Este es un modelo para la enfermedad de la retina y emula la retina in vivo. Hasta cierto punto, podría reemplazar los experimentos con animales. El protocolo está optimizado para la calidad y cantidad de los precursores de fotorreceptores en los organoides de la retina, y el fotorreceptor es la clave para varias condiciones de ceguera irreversible.
Comience cultivando las células madre embrionarias humanas, o hESCs, en condiciones libres de alimentador. Para hacerlo, cubra un pocillo de una placa de seis pocillos con un mililitro de 100 microgramos por mililitro de reactivo A, e incube la placa a 37 grados centígrados durante al menos media hora. Descongele una alícuota de un millón de hESCs y centrifugarla a 200 xg durante cinco minutos.
Después de retirar el sobrenadante, siembre las células en la placa previamente recubierta, junto con dos mililitros de reactivo B.Pase las células después de alcanzar aproximadamente el 80% de confluencia alrededor de cuatro días. Después de alcanzar la confluencia, lave las células con DPBS precalentado y transfiéralas a 500 microlitros de reactivo recién preparado. Luego, incubar las células durante 3,5 minutos a 37 grados centígrados y 5% de dióxido de carbono.
Separe las celdas moviendo el costado y la parte inferior de la placa durante unos segundos y agregue 500 microlitros de uno mediano preparado. Cosecha las células desprendidas en un nuevo tubo de 1,5 mililitros y pipeta la suspensión celular hacia arriba y hacia abajo. Para el recuento celular, agregue 100 microlitros de suspensión celular a 900 microlitros de DPBS.
Diluir los 900 microlitros de la suspensión celular restante con uno mediano en la placa de Petri para lograr nueve veces 10 a la cuarta celdas de potencia por mililitro. Agregue 100 microlitros de suspensión celular diluida a cada pocillo de una placa no adherente, con fondo en V y de 96 pocillos. Gire ligeramente la placa en una agitadora de baja velocidad durante cinco minutos e incube a 37 grados centígrados y 5% de dióxido de carbono hasta el segundo día.
En el segundo día, agregue 20 microlitros de reactivo A al 1% a cada pocillo de la placa de 96 pocillos y pipete dos veces en el centro para dispersar las células muertas. Limpie el fondo del plato antes de incubarlo a 37 grados centígrados y 5% de dióxido de carbono hasta el día seis. En el día seis, reemplace 58 microlitros del medio con 60 microlitros de medio fresco y continúe la incubación.
El día 12, cosecha los gránulos celulares de la placa de 96 pocillos en un tubo cónico de 15 mililitros, y deja que los gránulos se asienten naturalmente durante cinco minutos a temperatura ambiente. Cuando los gránulos se asienten, retire el sobrenadante sin alterar los organoides y transfiera los agregados celulares a un plato de suspensión de 10 centímetros que contenga 18 mililitros de medio dos con reactivo A.Incubar el plato a 37 grados centígrados y 5% de dióxido de carbono hasta el día 18. El día 18, confirmar la generación de una vesícula óptica semitransparente en la placa, y cortar los organoides generados con un cuchillo microquirúrgico.

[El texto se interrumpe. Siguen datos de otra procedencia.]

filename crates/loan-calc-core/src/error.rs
use rust_decimal::Decimal;
use thiserror::Error;

#[derive(Debug, Error)]
pub enum LoanCalcError {
    #[error("Invalid input: {field} — {reason}")]
    InvalidInput { field: String, reason: String },

    #[error("Convergence failure: {function} did not converge after {iterations} iterations (delta: {last_delta})")]
    ConvergenceFailure {
        function: String,
        iterations: u32,
        last_delta: Decimal,
    },

    #[error("Insufficient data: {0}")]
    InsufficientData(String),

    #[error("Division by zero in {context}")]
    DivisionByZero { context: String },

    #[error("Serialization error: {0}")]
    SerializationError(String),
}

impl LoanCalcError {
    pub(crate) fn invalid(field: &str, reason: impl Into<String>) -> Self {
        LoanCalcError::InvalidInput {
            field: field.into(),
            reason: reason.into(),
        }
    }

    /// A computed `quantity` no longer fits in a `Decimal`.
    pub(crate) fn overflow(field: &str, quantity: &str) -> Self {
        LoanCalcError::invalid(field, format!("{quantity} exceeds decimal range"))
    }
}

impl From<serde_json::Error> for LoanCalcError {
    fn from(e: serde_json::Error) -> Self {
        LoanCalcError::SerializationError(e.to_string())
    }
}
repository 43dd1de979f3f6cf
pub mod analysis;
pub mod conversions;
pub mod request;
pub mod schedule;

pub use analysis::{analyse_loan, LoanAnalysis, LoanSummary};
pub use request::{InsuranceSpec, LoanRequest, PaymentFrequency, MAX_TERM};
pub use schedule::{compute_schedule, AmortizationResult, AmortizationRow};
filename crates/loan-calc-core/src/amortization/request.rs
use rust_decimal::Decimal;
use serde::{Deserialize, Serialize};

use crate::error::LoanCalcError;
use crate::types::*;
use crate::LoanCalcResult;

/// Longest accepted term in payment periods: 50 years of monthly payments.
pub const MAX_TERM: u32 = 600;

/// How many payment periods fall in one year
#[derive(Debug, Clone, Copy, Default, PartialEq, Eq, Serialize, Deserialize)]
#[serde(rename_all = "snake_case")]
pub enum PaymentFrequency {
    #[default]
    Monthly,
    Quarterly,
    SemiAnnual,
    Annual,
}

impl PaymentFrequency {
    pub fn periods_per_year(self) -> u32 {
        match self {
            PaymentFrequency::Monthly => 12,
            PaymentFrequency::Quarterly => 4,
            PaymentFrequency::SemiAnnual => 2,
            PaymentFrequency::Annual => 1,
        }
    }
}

/// Insurance charged on top of the annuity payment
#[derive(Debug, Clone, PartialEq, Serialize, Deserialize)]
#[serde(tag = "mode", rename_all = "snake_case")]
pub enum InsuranceSpec {
    /// Flat amount charged every period
    Fixed { amount_per_period: Money },
    /// Percentage of the original principal charged every period.
    /// Does not follow the declining balance.
    PercentOfPrincipal { rate: Percent },
}

impl InsuranceSpec {
    /// Insurance charged in each period for a loan of `principal`.
    pub fn per_period_cost(&self, principal: Money) -> LoanCalcResult<Money> {
        match self {
            InsuranceSpec::Fixed { amount_per_period } => Ok(*amount_per_period),
            InsuranceSpec::PercentOfPrincipal { rate } => principal
                .checked_mul(*rate)
                .map(|cost| cost / Decimal::ONE_HUNDRED)
                .ok_or_else(|| LoanCalcError::overflow("insurance.rate", "Insurance cost")),
        }
    }

    fn validate(&self) -> LoanCalcResult<()> {
        match self {
            InsuranceSpec::Fixed { amount_per_period } if *amount_per_period < Decimal::ZERO => {
                Err(LoanCalcError::invalid(
                    "insurance.amount_per_period",
                    "Insurance amount cannot be negative",
                ))
            }
            InsuranceSpec::PercentOfPrincipal { rate } if *rate < Decimal::ZERO => Err(
                LoanCalcError::invalid("insurance.rate", "Insurance rate cannot be negative"),
            ),
            _ => Ok(()),
        }
    }
}

/// A single borrower submission
#[derive(Debug, Clone, PartialEq, Serialize, Deserialize)]
pub struct LoanRequest {
    pub principal: Money,
    /// Annual nominal rate as a percentage (12 = 12%)
    pub annual_rate: Percent,
    /// Number of payment periods
    pub term: u32,
    #[serde(default)]
    pub frequency: PaymentFrequency,
    #[serde(default, skip_serializing_if = "Option::is_none")]
    pub insurance: Option<InsuranceSpec>,
}

impl LoanRequest {
    /// Monthly loan without insurance.
    pub fn new(principal: Money, annual_rate: Percent, term: u32) -> Self {
        LoanRequest {
            principal,
            annual_rate,
            term,
            frequency: PaymentFrequency::default(),
            insurance: None,
        }
    }

    pub fn with_insurance(mut self, insurance: InsuranceSpec) -> Self {
        self.insurance = Some(insurance);
        self
    }

    pub fn with_frequency(mut self, frequency: PaymentFrequency) -> Self {
        self.frequency = frequency;
        self
    }

    /// Rate applied once per payment period, as a decimal.
    pub fn periodic_rate(&self) -> Rate {
        self.annual_rate / Decimal::ONE_HUNDRED / Decimal::from(self.frequency.periods_per_year())
    }

    pub fn insurance_per_period(&self) -> LoanCalcResult<Money> {
        match &self.insurance {
            Some(insurance) => insurance.per_period_cost(self.principal),
            None => Ok(Decimal::ZERO),
        }
    }

    /// Reject anything the engine cannot amortize.
    pub fn validate(&self) -> LoanCalcResult<()> {
        if self.principal <= Decimal::ZERO {
            return Err(LoanCalcError::invalid(
                "principal",
                "Principal must be positive",
            ));
        }
        if self.annual_rate < Decimal::ZERO {
            return Err(LoanCalcError::invalid(
                "annual_rate",
                "Annual rate cannot be negative",
            ));
        }
        if self.term == 0 {
            return Err(LoanCalcError::invalid(
                "term",
                "Term must be at least 1 period",
            ));
        }
        if self.term > MAX_TERM {
            return Err(LoanCalcError::invalid(
                "term",
                format!("Term cannot exceed {MAX_TERM} periods"),
            ));
        }
        if let Some(insurance) = &self.insurance {
            insurance.validate()?;
        }
        Ok(())
    }
}
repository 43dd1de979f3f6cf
use rust_decimal::Decimal;
use rust_decimal_macros::dec;

use crate::error::LoanCalcError;
use crate::types::{Money, Rate};
use crate::LoanCalcResult;

const CONVERGENCE_THRESHOLD: Decimal = dec!(0.0000001);
const MAX_IRR_ITERATIONS: u32 = 100;

/// (1 + rate)^n by repeated multiplication. `None` if the product leaves decimal range.
pub fn compound_factor(rate: Rate, n: u32) -> Option<Decimal> {
    let one_plus_r = Decimal::ONE.checked_add(rate)?;
    if one_plus_r == Decimal::ONE || one_plus_r.is_zero() {
        return Some(if n == 0 { Decimal::ONE } else { one_plus_r });
    }
    let mut factor = Decimal::ONE;
    for _ in 0..n {
        factor = factor.checked_mul(one_plus_r)?;
    }
    Some(factor)
}

/// Net Present Value of a series of cash flows, first flow at t = 0
pub fn npv(rate: Rate, cash_flows: &[Money]) -> LoanCalcResult<Money> {
    if rate <= dec!(-1) {
        return Err(LoanCalcError::InvalidInput {
            field: "rate".into(),
            reason: "Discount rate must be greater than -100%".into(),
        });
    }

    let mut result = Decimal::ZERO;
    let one_plus_r = Decimal::ONE + rate;
    let mut discount = Decimal::ONE;

    for (t, cf) in cash_flows.iter().enumerate() {
        if t > 0 {
            discount = discount
                .checked_mul(one_plus_r)
                .ok_or_else(|| LoanCalcError::DivisionByZero {
                    context: format!("NPV discount factor overflow at period {t}"),
                })?;
        }
        if discount.is_zero() {
            return Err(LoanCalcError::DivisionByZero {
                context: format!("NPV discount factor at period {t}"),
            });
        }
        result = cf
            .checked_div(discount)
            .and_then(|pv| result.checked_add(pv))
            .ok_or_else(|| LoanCalcError::overflow("cash_flows", "NPV"))?;
    }

    Ok(result)
}

/// Internal Rate of Return per period using Newton-Raphson.
///
/// Discount factors are built incrementally so long loan schedules stay
/// linear in the number of flows per iteration.
pub fn irr(cash_flows: &[Money], guess: Rate) -> LoanCalcResult<Rate> {
    if cash_flows.len() < 2 {
        return Err(LoanCalcError::InsufficientData(
            "IRR requires at least 2 cash flows".into(),
        ));
    }

    let mut rate = guess;

    for i in 0..MAX_IRR_ITERATIONS {
        let mut npv_val = Decimal::ZERO;
        let mut dnpv = Decimal::ZERO;
        let one_plus_r = Decimal::ONE + rate;
        let mut discount = Decimal::ONE;

        for (t, cf) in cash_flows.iter().enumerate() {
            if t > 0 {
                discount = match discount.checked_mul(one_plus_r) {
                    Some(d) => d,
                    None => break,
                };
            }
            if discount.is_zero() {
                continue;
            }
            npv_val = cf
                .checked_div(discount)
                .and_then(|pv| npv_val.checked_add(pv))
                .ok_or_else(|| LoanCalcError::overflow("cash_flows", "IRR present value"))?;
            if t > 0 {
                let t_dec = Decimal::from(t as i64);
                dnpv = t_dec
                    .checked_mul(*cf)
                    .zip(discount.checked_mul(one_plus_r))
                    .and_then(|(num, den)| num.checked_div(den))
                    .and_then(|d| dnpv.checked_sub(d))
                    .ok_or_else(|| LoanCalcError::overflow("cash_flows", "IRR derivative"))?;
            }
        }

        if npv_val.abs() < CONVERGENCE_THRESHOLD {
            return Ok(rate);
        }

        if dnpv.is_zero() {
            return Err(LoanCalcError::ConvergenceFailure {
                function: "IRR".into(),
                iterations: i,
                last_delta: npv_val,
            });
        }

        rate = npv_val
            .checked_div(dnpv)
            .and_then(|step| rate.checked_sub(step))
            .ok_or_else(|| LoanCalcError::overflow("cash_flows", "IRR step"))?;

        // Guard against divergence
        if rate < dec!(-0.99) {
            rate = dec!(-0.99);
        } else if rate > dec!(100.0) {
            rate = dec!(100.0);
        }
    }

    Err(LoanCalcError::ConvergenceFailure {
        function: "IRR".into(),
        iterations: MAX_IRR_ITERATIONS,
        last_delta: npv(rate, cash_flows).unwrap_or(Decimal::MAX),
    })
}

/// Payment (PMT), spreadsheet sign convention: borrowing a positive
/// present value yields a negative payment.
pub fn pmt(rate: Rate, nper: u32, present_value: Money, future_value: Money) -> LoanCalcResult<Money> {
    if nper == 0 {
        return Err(LoanCalcError::InvalidInput {
            field: "nper".into(),
            reason: "Number of periods must be > 0".into(),
        });
    }

    if rate.is_zero() {
        let total = present_value
            .checked_add(future_value)
            .ok_or_else(|| LoanCalcError::overflow("present_value", "PMT balance"))?;
        return Ok(-total / Decimal::from(nper));
    }

    let factor = compound_factor(rate, nper).ok_or_else(|| LoanCalcError::InvalidInput {
        field: "rate".into(),
        reason: format!("(1 + rate)^{nper} exceeds decimal range"),
    })?;
    // Discounted form: the factor only ever divides, so large balances cannot overflow
    let discount = Decimal::ONE / factor;
    let annuity_factor = Decimal::ONE - discount;

    if annuity_factor.is_zero() {
        return Err(LoanCalcError::DivisionByZero {
            context: "PMT annuity factor".into(),
        });
    }

    future_value
        .checked_mul(discount)
        .and_then(|fv| present_value.checked_add(fv))
        .and_then(|balance| (-balance).checked_mul(rate))
        .and_then(|interest| interest.checked_div(annuity_factor))
        .ok_or_else(|| LoanCalcError::overflow("present_value", "PMT payment"))
}
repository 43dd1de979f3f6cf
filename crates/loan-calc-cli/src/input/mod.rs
pub mod file;
pub mod stdin;
impl CaptureDevice for V4l2Camera {
    fn info(&self) -> DeviceInfo {
        self.info.clone()
    }

    /// Open the device node.
    fn init(&mut self) -> Result<(), DeviceError> {
        if self.device.is_some() {
            return Err(DeviceError::Busy);
        }
        let path = self.path().to_string();
        if !Path::new(&path).exists() {
            return Err(DeviceError::NotFound(path));
        }

        let device = Device::with_path(&path).map_err(|e| {
            if e.to_string().contains("busy") || e.to_string().contains("EBUSY") {
                DeviceError::Busy
            } else {
                DeviceError::NotFound(format!("{path}: {e}"))
            }
        })?;

        let caps = device
            .query_caps()
            .map_err(|e| DeviceError::Io(format!("failed to query capabilities: {e}")))?;
        if !caps.capabilities.contains(v4l::capability::Flags::STREAMING) {
            return Err(DeviceError::Io(format!("{path}: streaming not supported")));
        }

        tracing::info!(
            device = %path,
            driver = %caps.driver,
            card = %caps.card,
            "opened camera"
        );
        self.device = Some(device);
        Ok(())
    }

    fn deinit(&mut self) -> Result<(), DeviceError> {
        self.stream = None;
        self.outstanding.clear();
        self.device = None;
        Ok(())
    }

    /// Map the capture buffers. The driver starts streaming on the first
    /// dequeue.
    fn begin_acquisition(&mut self) -> Result<(), DeviceError> {
        let device = self.device.as_ref().ok_or(DeviceError::NotStreaming)?;
        let stream = MmapStream::with_buffers(device, BufType::VideoCapture, BUFFER_COUNT)
            .map_err(|e| DeviceError::Io(format!("failed to create mmap stream: {e}")))?;
        self.stream = Some(stream);
        self.frames_this_run = 0;
        Ok(())
    }

    /// Dropping the stream turns streaming off and unmaps the buffers.
    fn end_acquisition(&mut self) -> Result<(), DeviceError> {
        self.stream.take().ok_or(DeviceError::NotStreaming)?;
        self.outstanding.clear();
        tracing::debug!(device = self.path(), "stream stopped");
        Ok(())
    }

    fn next_frame(&mut self, timeout: Duration) -> Result<RawFrame, DeviceError> {
        if self.mode == AcquisitionMode::SingleFrame && self.frames_this_run >= 1 {
            return Err(DeviceError::Timeout(timeout));
        }
        let fmt = self
            .device
            .as_ref()
            .ok_or(DeviceError::NotStreaming)?
            .format()
            .map_err(|e| DeviceError::Io(format!("failed to get format: {e}")))?;
        let channels = frame_channels(fmt.fourcc)?;
        let stream = self.stream.as_mut().ok_or(DeviceError::NotStreaming)?;
        stream.set_timeout(timeout);

        let (buf, meta) = stream.next().map_err(|e| match e.kind() {
            io::ErrorKind::TimedOut => DeviceError::Timeout(timeout),
            _ => DeviceError::Io(format!("failed to dequeue buffer: {e}")),
        })?;

        self.sequence += 1;
        self.frames_this_run += 1;
        let sequence = self.sequence;
        self.outstanding.insert(sequence);

        let pixels = fmt.width as usize * fmt.height as usize;
        let used = (meta.bytesused as usize).min(buf.len());
        let expected = pixels * channels as usize;

        if meta.flags.contains(BufFlags::ERROR) {
            return Ok(RawFrame::incomplete(sequence, "buffer error flag set"));
        }
        if used < expected {
            return Ok(RawFrame::incomplete(
                sequence,
                format!("short buffer: expected {expected} bytes, got {used}"),
            ));
        }

        RawFrame::new(
            buf[..expected].to_vec(),
            fmt.width,
            fmt.height,
            channels,
            Some(format_name(fmt.fourcc)),
            sequence,
        )
        .map_err(|e| DeviceError::Io(e.to_string()))
    }

    /// Retire a frame. The mmap buffer itself is requeued by the stream on
    /// the next dequeue, since the data was already copied out.
    fn release_frame(&mut self, sequence: u64) -> Result<(), DeviceError> {
        if self.outstanding.remove(&sequence) {
            Ok(())
        } else {
            Err(DeviceError::UnknownFrame(sequence))
        }
    }
}
//! framegrab-hw: hardware abstraction for camera capture.
//!
//! Models a GenICam-style camera SDK (system → camera list → camera →
//! node map) as traits, with a V4L2 backend and an in-memory synthetic
//! backend. On top of that sit the pixel-format normalizer, the capture
//! parameter negotiator and the scoped acquisition session.

pub mod camera;
pub mod device;
pub mod frame;
pub mod negotiate;
pub mod node;
pub mod normalize;
pub mod session;
pub mod synthetic;

pub use camera::V4l2System;
pub use device::{AcquisitionMode, CaptureDevice, CaptureSystem, DeviceError, DeviceInfo};
pub use frame::{CanonicalFrame, RawFrame};
pub use negotiate::{CaptureRequest, EffectiveConfiguration};
pub use node::{Access, Node, NodeError, NodeMap, NodeValue};
pub use normalize::{normalize, Confidence, FormatKind, Normalized};
pub use session::{AcquisitionSession, CameraList, CaptureContext, FrameGuard, SessionError};
pub use synthetic::{CameraSpec, Event, Journal, SyntheticCamera, SyntheticSystem};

Agregue todos los pellets cortados al centro del plato. Luego, cosecha las células en un tubo cónico Falcon de 15 mililitros. Cuando las células se asienten, retire suavemente el sobrenadante y resuspenda los gránulos en dos placas de Petri de 10 centímetros con 18 mililitros de medio, tres por plato.
Transfiera suavemente los platos a la incubadora para evitar la agregación celular. Continuar cultivando las células, cambiando el medio semanalmente. Analizar la expresión de CRX desde el día 45 hasta el día 120.
En este análisis representativo, se muestran varias etapas de la generación de la retina humana. En el sexto día, los organoides aparecieron como un agregado de conexiones densas dentro de un borde brillante con un diámetro de alrededor de 600 micrómetros. El día 12, tuvo lugar la generación inicial de las estructuras en forma de vesícula óptica.
Los organoides sin una arquitectura adecuada similar a vesículas fueron descartados antes de cultivarse en una placa de Petri el día 18. Para el día 30 del cultivo, la arquitectura en forma de vesícula era más obvia, y las RO inferiores podían distinguirse y eliminarse fácilmente. A partir del día 45, los organoides expresaron varios marcadores de precursores de fotorreceptores, como CRX, RCVRN y OTX2.
Al escindir los organoides retinianos superiores, la eficiencia de diferenciación se mejora significativamente y se podrían cosechar más de 100 organoides superiores de 96 placas.